Whether we get the ‘Full Nelson’ [3] this time around will depend rather on how the new Chair uses his position: will he let Mr Anderson (and Mr Hitches) continue to run the show from day to day and week to week, with particular focus on the redevelopment program – in which case Mr Anderson’s reputed humility might be tested only at quarterly Council meetings – or will he, on the other hand, be more of an Executive Chair, taking a high profile, being closely involved in regular decision-making, and doing the spruiking with which Mr Anderson seems less comfortable?
The more Full Nelson we get, the more tear-jerking speeches Dr Nelson makes, the more he lobbies Ministers and potential arms manufacturer donors to the Memorial, the more Australians will wonder at the appropriateness of the Australia-Pacific President of Boeing, in 2020 the world’s third largest manufacturer of defence equipment by value of sales [4], also being the face of the Australian War Memorial, which commemorates men and women who die from the use of such equipment.
The more Dr Nelson persists with his day job at Boeing, the more offensive the military-industrial-commemorative complex will appear. [5] Lest We Forget that the Memorial does not deserve reputational damage to accompany the physical destruction that it is undergoing at present.
*David Stephens is editor of the Honest History website and has been convener of the Heritage Guardians group, which campaigned unsuccessfully against the $498m War Memorial development.
Endnotes
[1] ‘Half Nelson’: ‘a wrestling hold in which one arm is thrust under the corresponding arm of an opponent and the hand placed on the back of the opponent’s neck’ (Merriam-Webster).
[2] ‘Prosthetic memory’: has been described by historian Jay Winter as a means by which people in and around the commemoration industry make emotional connections with past events and people – events and people that they do not and cannot remember – as a way of filling gaps in their own lives.
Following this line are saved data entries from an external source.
#[cfg(test)]
mod tests {
    use super::*;
    use gdoc_diff::NodeKind;

    fn generator() -> ContentGenerator {
        ContentGenerator::new(BTreeMap::new())
    }

    fn body_ctx(segment_end: usize) -> SegmentContext {
        SegmentContext {
            segment_id: None,
            segment_end,
            tab_id: "t".to_string(),
            ..Default::default()
        }
    }

    fn request_kind(request: &Value) -> &str {
        request
            .as_object()
            .expect("object")
            .keys()
            .find(|k| !k.starts_with('_'))
            .expect("kind")
    }

    #[test]
    fn parse_joins_paragraphs_with_newlines() {
        let parsed = generator()
            .parse_content_block("<p>one</p><p>two</p>")
            .expect("parse");
        assert_eq!(parsed.plain_text, "one\ntwo\n");
        assert_eq!(parsed.paragraph_styles.len(), 2);
        assert_eq!(parsed.paragraph_styles[0].start, 0);
        assert_eq!(parsed.paragraph_styles[0].end, 4);
        assert_eq!(parsed.paragraph_styles[1].start, 4);
        assert_eq!(parsed.paragraph_styles[1].end, 8);
    }

    #[test]
    fn parse_captures_inline_styles_with_offsets() {
        let parsed = generator()
            .parse_content_block("<p>a<b>bc</b>d</p>")
            .expect("parse");
        assert_eq!(parsed.plain_text, "abcd\n");
        assert_eq!(parsed.text_styles.len(), 1);
        let run = &parsed.text_styles[0];
        assert_eq!((run.start, run.end), (1, 3));
        assert_eq!(run.styles.get("bold").map(String::as_str), Some("1"));
    }

    #[test]
    fn parse_nested_styles_inherit() {
        let parsed = generator()
            .parse_content_block("<p><b>x<i>y</i></b></p>")
            .expect("parse");
        assert_eq!(parsed.text_styles.len(), 2);
        let inner = &parsed.text_styles[1];
        assert!(inner.styles.contains_key("bold"));
        assert!(inner.styles.contains_key("italic"));
    }

    #[test]
    fn parse_link_becomes_style() {
        let parsed = generator()
            .parse_content_block(r#"<p><a href="https://x.test">go</a></p>"#)
            .expect("parse");
        assert_eq!(
            parsed.text_styles[0].styles.get("link").map(String::as_str),
            Some("https://x.test")
        );
    }

    #[test]
    fn parse_bullets_prepend_level_tabs() {
        let parsed = generator()
            .parse_content_block(r#"<li type="bullet" level="2">item</li>"#)
            .expect("parse");
        assert_eq!(parsed.plain_text, "\t\titem\n");
        assert_eq!(parsed.bullets.len(), 1);
        assert_eq!(parsed.bullets[0].level, 2);
    }

    #[test]
    fn parse_pagebreak_only_paragraph_is_elided() {
        let parsed = generator()
            .parse_content_block("<p>a</p><p><pagebreak/></p><p>b</p>")
            .expect("parse");
        assert_eq!(parsed.plain_text, "a\nb\n");
        assert_eq!(parsed.pagebreak_offsets, vec![2]);
        assert_eq!(parsed.paragraph_styles.len(), 2);
    }

    #[test]
    fn parse_comment_refs_are_transparent() {
        let parsed = generator()
            .parse_content_block(r#"<p>a<comment-ref id="c">b</comment-ref>c</p>"#)
            .expect("parse");
        assert_eq!(parsed.plain_text, "abc\n");
        assert!(parsed.text_styles.is_empty());
    }

    #[test]
    fn delete_clamps_to_segment_end() {
        let node = ChangeNode {
            kind: NodeKind::ContentBlock {
                before_structural_element: false,
            },
            op: ChangeOp::Deleted,
            before_xml: Some("<p>bye</p>".to_string()),
            pristine_start: 1,
            pristine_end: 5,
            ..Default::default()
        };
        let requests = generator().delete(&node, &body_ctx(5));
        assert_eq!(requests.len(), 1);
        let range = &requests[0]["deleteContentRange"]["range"];
        assert_eq!(range["startIndex"], json!(1));
        assert_eq!(range["endIndex"], json!(4));
    }

    #[test]
    fn delete_clamps_before_structural_element() {
        let node = ChangeNode {
            kind: NodeKind::ContentBlock {
                before_structural_element: true,
            },
            op: ChangeOp::Deleted,
            before_xml: Some("<p>x</p>".to_string()),
            pristine_start: 1,
            pristine_end: 3,
            ..Default::default()
        };
        let ctx = SegmentContext {
            before_structural_element: true,
            ..body_ctx(20)
        };
        let requests = generator().delete(&node, &ctx);
        let range = &requests[0]["deleteContentRange"]["range"];
        assert_eq!(range["endIndex"], json!(2));
    }

    #[test]
    fn empty_clamped_delete_is_skipped() {
        let node = ChangeNode {
            kind: NodeKind::ContentBlock {
                before_structural_element: false,
            },
            op: ChangeOp::Deleted,
            before_xml: Some("<p></p>".to_string()),
            pristine_start: 4,
            pristine_end: 5,
            ..Default::default()
        };
        let requests = generator().delete(&node, &body_ctx(5));
        assert!(requests.is_empty());
    }

    #[test]
    fn insert_emits_text_then_reset_then_paragraph_styles() {
        let ctx = body_ctx(2);
        let node = ChangeNode {
            kind: NodeKind::ContentBlock {
                before_structural_element: false,
            },
            op: ChangeOp::Added,
            after_xml: Some("<h1>Title</h1>".to_string()),
            pristine_start: 1,
            pristine_end: 1,
            ..Default::default()
        };
        let (requests, _) = generator().emit(&node, &ctx).expect("emit");
        let kinds: Vec<&str> = requests.iter().map(request_kind).collect();
        assert_eq!(
            kinds,
            vec![
                "insertText",
                "updateTextStyle",
                "updateParagraphStyle",
                "deleteParagraphBullets"
            ]
        );
        // Insert at segment end strips the trailing newline.
        assert_eq!(requests[0]["insertText"]["text"], json!("Title"));
        let para = &requests[2]["updateParagraphStyle"];
        assert_eq!(para["paragraphStyle"]["namedStyleType"], json!("HEADING_1"));
        assert!(para["fields"]
            .as_str()
            .expect("fields")
            .starts_with("namedStyleType,"));
    }

    #[test]
    fn bullet_run_emits_single_create_request() {
        let ctx = body_ctx(20);
        let gen = generator();
        let requests = gen
            .content_insert_requests(
                concat!(
                    r#"<li type="bullet">a</li>"#,
                    r#"<li type="bullet">b</li>"#,
                    r#"<li type="bullet">c</li>"#
                ),
                &ctx,
                1,
                false,
                true,
            )
            .expect("generate");
        let bullet_requests: Vec<&Value> = requests
            .iter()
            .filter(|r| r.get("createParagraphBullets").is_some())
            .collect();
        assert_eq!(bullet_requests.len(), 1);
        let req = &bullet_requests[0]["createParagraphBullets"];
        assert_eq!(req["bulletPreset"], json!("BULLET_DISC_CIRCLE_SQUARE"));
        // Union of "a\n" "b\n" "c\n" → 0..6, shifted by insert index 1.
        assert_eq!(req["range"]["startIndex"], json!(1));
        assert_eq!(req["range"]["endIndex"], json!(7));
        // No deleteParagraphBullets for bullet paragraphs.
        assert!(requests
            .iter()
            .all(|r| r.get("deleteParagraphBullets").is_none()));
    }

    #[test]
    fn footnote_insert_carries_placeholder_and_shifts_styles() {
        let ctx = body_ctx(20);
        let gen = generator();
        let requests = gen
            .content_insert_requests(
                r#"<p>see<footnote id="f_new"><p>n</p></footnote><b>x</b></p>"#,
                &ctx,
                1,
                false,
                true,
            )
            .expect("generate");
        let footnote = requests
            .iter()
            .find(|r| r.get("createFootnote").is_some())
            .expect("createFootnote");
        assert_eq!(footnote["_placeholderFootnoteId"], json!("f_new"));
        // Placed after "see" at block offset 3 → absolute 4.
        assert_eq!(footnote["createFootnote"]["location"]["index"], json!(4));
        // The bold run after the reference shifts by one unit.
        let bold = requests
            .iter()
            .filter(|r| r.get("updateTextStyle").is_some())
            .find(|r| r["updateTextStyle"]["textStyle"]["bold"] == json!(true))
            .expect("bold run");
        // "seex" puts x at 3..4; footnote shift makes it 4..5; +1 insert index.
        assert_eq!(bold["updateTextStyle"]["range"]["startIndex"], json!(5));
        assert_eq!(bold["updateTextStyle"]["range"]["endIndex"], json!(6));
    }

    #[test]
    fn pagebreak_only_paragraph_generates_break_and_reset() {
        let ctx = body_ctx(20);
        let gen = generator();
        let requests = gen
            .content_insert_requests("<p>a</p><p><pagebreak/></p><p>b</p>", &ctx, 1, false, true)
            .expect("generate");
        assert_eq!(requests[0]["insertText"]["text"], json!("a\nb\n"));
        let page_break = requests
            .iter()
            .find(|r| r.get("insertPageBreak").is_some())
            .expect("insertPageBreak");
        assert_eq!(page_break["insertPageBreak"]["location"]["index"], json!(3));
        // The second text paragraph's style range shifts past the 2-unit break.
        let para_ranges: Vec<(i64, i64)> = requests
            .iter()
            .filter_map(|r| r.get("updateParagraphStyle"))
            .map(|p| {
                (
                    p["range"]["startIndex"].as_i64().expect("start"),
                    p["range"]["endIndex"].as_i64().expect("end"),
                )
            })
            .collect();
        // "a\n" at 1..3; the break paragraph at 3..5; "b\n" at 5..7.
        assert!(para_ranges.contains(&(1, 3)));
        assert!(para_ranges.contains(&(3, 5)));
        assert!(para_ranges.contains(&(5, 7)));
    }

    #[test]
    fn modify_deletes_then_inserts() {
        let ctx = body_ctx(7);
        let node = ChangeNode {
            kind: NodeKind::ContentBlock {
                before_structural_element: false,
            },
            op: ChangeOp::Modified,
            before_xml: Some("<p>Hello</p>".to_string()),
            after_xml: Some("<p>World</p>".to_string()),
            pristine_start: 1,
            pristine_end: 7,
            ..Default::default()
        };
        let (requests, _) = generator().emit(&node, &ctx).expect("emit");
        let kinds: Vec<&str> = requests.iter().map(request_kind).collect();
        assert_eq!(kinds[0], "deleteContentRange");
        assert_eq!(kinds[1], "insertText");
        let range = &requests[0]["deleteContentRange"]["range"];
        assert_eq!(range["startIndex"], json!(1));
        assert_eq!(range["endIndex"], json!(6));
        // Delete reached segment_end - 1 → the insert strips its newline.
        assert_eq!(requests[1]["insertText"]["text"], json!("World"));
    }

    #[test]
    fn tab_id_is_stamped_into_locations_and_ranges() {
        let ctx = body_ctx(20);
        let gen = generator();
        let requests = gen
            .content_insert_requests("<p>x</p>", &ctx, 1, false, false)
            .expect("generate");
        assert_eq!(requests[0]["insertText"]["location"]["tabId"], json!("t"));
        assert_eq!(requests[1]["updateTextStyle"]["range"]["tabId"], json!("t"));
    }

    #[test]
    fn class_attribute_resolves_to_text_and_paragraph_styles() {
        let mut defs = BTreeMap::new();
        defs.insert(
            "c1".to_string(),
            StyleProps::from([
                ("bold".to_string(), "1".to_string()),
                ("alignment".to_string(), "CENTER".to_string()),
            ]),
        );
        let gen = ContentGenerator::new(defs);
        let parsed = gen
            .parse_content_block(r#"<p class="c1">hi</p>"#)
            .expect("parse");
        assert_eq!(parsed.paragraph_props.len(), 1);
        assert_eq!(
            parsed.paragraph_props[0].props.get("align").map(String::as_str),
            Some("CENTER")
        );
        assert_eq!(parsed.text_styles.len(), 1);
        assert_eq!(
            parsed.text_styles[0].styles.get("bold").map(String::as_str),
            Some("1")
        );
    }
}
See also: Alison Landsberg, Prosthetic Memory: The Transformation of American Remembrance in the Age of Mass Culture.
[3] ‘Full Nelson’: ‘a wrestling hold gained from behind an opponent by thrusting the arms under the opponent’s arms and clasping the hands behind the opponent’s head’ (Merriam-Webster).
[4] More detail on Boeing and other arms companies. Boeing products have been used in armed conflicts in Afghanistan, Iraq, Israel and Libya and the company has applied for export licences to 152 countries. More.
[5] While Dr Nelson was Director of the Memorial he was also a member of the Australian advisory board of French arms company, Thales.
“Half Nelson”, “Full Nelson”, “Lord Nelson” … love the wit! However, don’t love the incestuous relationship between Nelson and the War Memorial and Boeing and the resulting bombastic and misleading Anzackery inflation that will follow. One thing that you have to give the LNP credit for, once you are in that club, and remain in good standing, they really give a person a chance to feather their nests in multiple ways. Hockey should give Nelson a full rhetorical blast for being a double (or is that triple?) dipper. Ah, wait, Hockey is a multiple dipper himself. Never mind.